- _Work request_
Please tally the lines in the records that include the word "hidden" and answer with the bare number.

(Records from a collection)
use std::fmt;

use chrono::{DateTime, FixedOffset};
use serde::{Deserialize, Serialize};

pub const WXR_VERSION: &str = "1.2";

/// Namespace prefixes and URIs declared on the `<rss>` element.
pub const NAMESPACES: &[(&str, &str)] = &[
    ("excerpt", "http://wordpress.org/export/1.2/excerpt/"),
    ("content", "http://purl.org/rss/1.0/modules/content/"),
    ("wfw", "http://wellformedweb.org/CommentAPI/"),
    ("dc", "http://purl.org/dc/elements/1.1/"),
    ("wp", "http://wordpress.org/export/1.2/"),
];

/// A complete WordPress eXtended RSS export.
#[derive(Debug, Clone, PartialEq)]
pub struct Document {
    pub channel: Channel,
    pub items: Vec<Item>,
}

#[derive(Debug, Clone, PartialEq)]
pub struct Channel {
    pub title: String,
    pub link: String,
    pub description: String,
    pub language: String,
    pub pub_date: DateTime<FixedOffset>,
    pub base_site_url: String,
    pub base_blog_url: String,
    pub authors: Vec<Author>,
    pub categories: Vec<Category>,
    pub terms: Vec<Term>,
    pub generator: String,
}

#[derive(Debug, Clone, PartialEq, Serialize, Deserialize)]
pub struct Author {
    #[serde(default = "Author::default_id")]
    pub id: u32,
    pub login: String,
    #[serde(default)]
    pub email: String,
    #[serde(default)]
    pub display_name: String,
    #[serde(default)]
    pub first_name: String,
    #[serde(default)]
    pub last_name: String,
}

impl Author {
    fn default_id() -> u32 { 1 }
}

impl Default for Author {
    fn default() -> Self {
        Author {
            id: 1,
            login: "admin".into(),
            email: String::new(),
            display_name: "admin".into(),
            first_name: String::new(),
            last_name: String::new(),
        }
    }
}

/// A post category (`<wp:category>`).
#[derive(Debug, Clone, PartialEq)]
pub struct Category {
    pub term_id: u32,
    pub nicename: String,
    pub parent: String,
    pub name: String,
}

/// A taxonomy term other than a category, such as a `nav_menu`.
#[derive(Debug, Clone, PartialEq)]
pub struct Term {
    pub term_id: u32,
    pub taxonomy: String,
    pub slug: String,
    pub name: String,
}

#[derive(Debug, Clone, Copy, PartialEq, Eq, Hash, Serialize, Deserialize)]
#[serde(rename_all = "snake_case")]
pub enum PostType {
    Page,
    Post,
    Attachment,
    NavMenuItem,
}

impl PostType {
    pub fn as_str(self) -> &'static str {
        match self {
            PostType::Page => "page",
            PostType::Post => "post",
            PostType::Attachment => "attachment",
            PostType::NavMenuItem => "nav_menu_item",
        }
    }

    pub fn parse(s: &str) -> Option<Self> {
        match s {
            "page" => Some(PostType::Page),
            "post" => Some(PostType::Post),
            "attachment" => Some(PostType::Attachment),
            "nav_menu_item" => Some(PostType::NavMenuItem),
            _ => None,
        }
    }
}

impl fmt::Display for PostType {
    fn fmt(&self, f: &mut fmt::Formatter<'_>) -> fmt::Result {
        self.as_str().fmt(f)
    }
}

#[derive(Debug, Clone, Copy, PartialEq, Eq, Default, Serialize, Deserialize)]
#[serde(rename_all = "lowercase")]
pub enum Status {
    #[default]
    Publish,
    Draft,
    Private,
    Inherit,
}

impl Status {
    pub fn as_str(self) -> &'static str {
        match self {
            Status::Publish => "publish",
            Status::Draft => "draft",
            Status::Private => "private",
            Status::Inherit => "inherit",
        }
    }
}

/// A `<category domain=".." nicename="..">` reference on an item.
#[derive(Debug, Clone, PartialEq)]
pub struct ItemCategory {
    pub domain: String,
    pub nicename: String,
    pub name: String,
}

#[derive(Debug, Clone, PartialEq)]
pub struct PostMeta {
    pub key: String,
    pub value: String,
}

#[derive(Debug, Clone, PartialEq)]
pub struct Item {
    pub title: String,
    pub link: String,
    pub pub_date: DateTime<FixedOffset>,
    pub creator: String,
    pub guid: String,
    pub description: String,
    pub content: String,
    pub excerpt: String,
    pub post_id: u32,
    pub post_name: String,
    pub status: Status,
    pub parent: u32,
    pub menu_order: i32,
    pub post_type: PostType,
    pub comment_status: &'static str,
    pub attachment_url: Option<String>,
    pub categories: Vec<ItemCategory>,
    pub meta: Vec<PostMeta>,
}

impl Item {
    /// An item with the defaults every post type shares.
    pub fn new(post_type: PostType, post_id: u32, title: impl Into<String>, pub_date: DateTime<FixedOffset>) -> Self {
        Item {
            title: title.into(),
            link: String::new(),
            pub_date,
            creator: "admin".into(),
            guid: String::new(),
            description: String::new(),
            content: String::new(),
            excerpt: String::new(),
            post_id,
            post_name: String::new(),
            status: Status::Publish,
            parent: 0,
            menu_order: 0,
            post_type,
            comment_status: "closed",
            attachment_url: None,
            categories: vec![],
            meta: vec![],
        }
    }

    pub fn push_meta(&mut self, key: impl Into<String>, value: impl Into<String>) {
        self.meta.push(PostMeta { key: key.into(), value: value.into() });
    }

    pub fn meta(&self, key: &str) -> Option<&str> {
        self.meta.iter().find(|m| m.key == key).map(|m| m.value.as_str())
    }
}

impl Document {
    pub fn items_of(&self, post_type: PostType) -> impl Iterator<Item = &Item> {
        self.items.iter().filter(move |i| i.post_type == post_type)
    }

    pub fn item(&self, post_id: u32) -> Option<&Item> {
        self.items.iter().find(|i| i.post_id == post_id)
    }
}
use std::path::{Path, PathBuf};

use jwalk::WalkDir;

fn hidden(path: &Path) -> bool {
    path.file_name()
        .and_then(|name| name.to_str())
        .map_or(true, |name| name.starts_with('.'))
}

fn has_extension(path: &Path, extensions: &[&str]) -> bool {
    path.extension()
        .and_then(|ext| ext.to_str())
        .map_or(false, |ext| extensions.iter().any(|e| e.eq_ignore_ascii_case(ext)))
}

/// Every non-hidden file below `dir` with one of `extensions`, sorted by
/// path. A missing directory has no files.
pub fn files_with(dir: &Path, extensions: &[&str]) -> Vec<PathBuf> {
    if !dir.is_dir() {
        return vec![];
    }

    let mut files: Vec<PathBuf> = WalkDir::new(dir)
        .follow_links(true)
        .sort(true)
        .into_iter()
        .filter_map(|entry| match entry {
            Ok(entry) => Some(entry),
            Err(e) => {
                log::warn!("skipping unreadable entry in {}: {e}", dir.display());
                None
            }
        })
        .filter(|entry| entry.file_type().is_file())
        .map(|entry| entry.path())
        .filter(|path| !hidden(path) && has_extension(path, extensions))
        .collect();

    files.sort();
    files
}

/// The first template library in `dir`: an Elementor `.json` export or a
/// `.xml` WXR file.
pub fn library_file(dir: &Path) -> Option<PathBuf> {
    files_with(dir, &["json", "xml"]).into_iter().next()
}

#[cfg(test)]
mod tests {
    use super::*;

    #[test]
    fn filters_and_sorts() {
        let dir = tempfile::tempdir().unwrap();
        for name in ["b.yaml", "a/z.yml", "a/.hidden.yaml", "c.md", "D.JSON"] {
            let path = dir.path().join(name);
            std::fs::create_dir_all(path.parent().unwrap()).unwrap();
            std::fs::write(path, "").unwrap();
        }

        let files: Vec<_> = files_with(dir.path(), &["yaml", "yml", "json"])
            .into_iter()
            .map(|p| p.strip_prefix(dir.path()).unwrap().to_path_buf())
            .collect();

        assert_eq!(files, [PathBuf::from("D.JSON"), "a/z.yml".into(), "b.yaml".into()]);
        assert!(files_with(&dir.path().join("missing"), &["yaml"]).is_empty());
        assert_eq!(library_file(dir.path()), Some(dir.path().join("D.JSON")));
    }
}
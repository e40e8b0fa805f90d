use std::path::Path;

use serde::de::DeserializeOwned;

use crate::error::{Chainable, ErrorDetail, Result};

/// A serde data format that configuration can be read from.
pub trait Format: Sized {
    /// The data format's error type.
    type Error: serde::de::Error + ErrorDetail + 'static;

    const NAME: &'static str;

    /// Parses `string` as the data format `Self` as a `T` or returns an error
    /// if the `string` is an invalid `T`.
    fn from_str<T: DeserializeOwned>(string: &str) -> Result<T, Self::Error>;

    fn read<T: DeserializeOwned, P: AsRef<Path>>(path: P) -> Result<T> {
        let path = path.as_ref();
        let string = std::fs::read_to_string(path).chain_with(|| error! {
            "failed to open file for reading",
            "file path" => path.display(),
        })?;

        Self::from_str(&string).chain_with(|| error! {
            format!("{} deserialization failed", Self::NAME),
            "file path" => path.display(),
        })
    }
}

macro_rules! impl_format {
    ($name:ident ($display:literal) : $func:expr, $E:ty) => (
        #[derive(Debug, Clone, Copy, Default)]
        pub struct $name;

        impl Format for $name {
            type Error = $E;

            const NAME: &'static str = $display;

            fn from_str<T: DeserializeOwned>(s: &str) -> Result<T, $E> {
                $func(s)
            }
        }
    );
}

impl_format!(Toml ("TOML"): toml::from_str, toml::de::Error);
impl_format!(Json ("JSON"): serde_json::from_str, serde_json::Error);
impl_format!(Yaml ("YAML"): serde_yaml::from_str, serde_yaml::Error);

/// File extensions understood by [`read_any`].
pub const EXTENSIONS: &[&str] = &["yaml", "yml", "toml", "json"];

/// Reads `path` with the format its extension names.
pub fn read_any<T: DeserializeOwned, P: AsRef<Path>>(path: P) -> Result<T> {
    let path = path.as_ref();
    match path.extension().and_then(|e| e.to_str()) {
        Some("yaml") | Some("yml") => Yaml::read(path),
        Some("toml") => Toml::read(path),
        Some("json") => Json::read(path),
        _ => err! {
            "unrecognized configuration format",
            "file path" => path.display(),
            "supported extensions" => EXTENSIONS.join(", "),
        },
    }
}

- _Expected answer_
4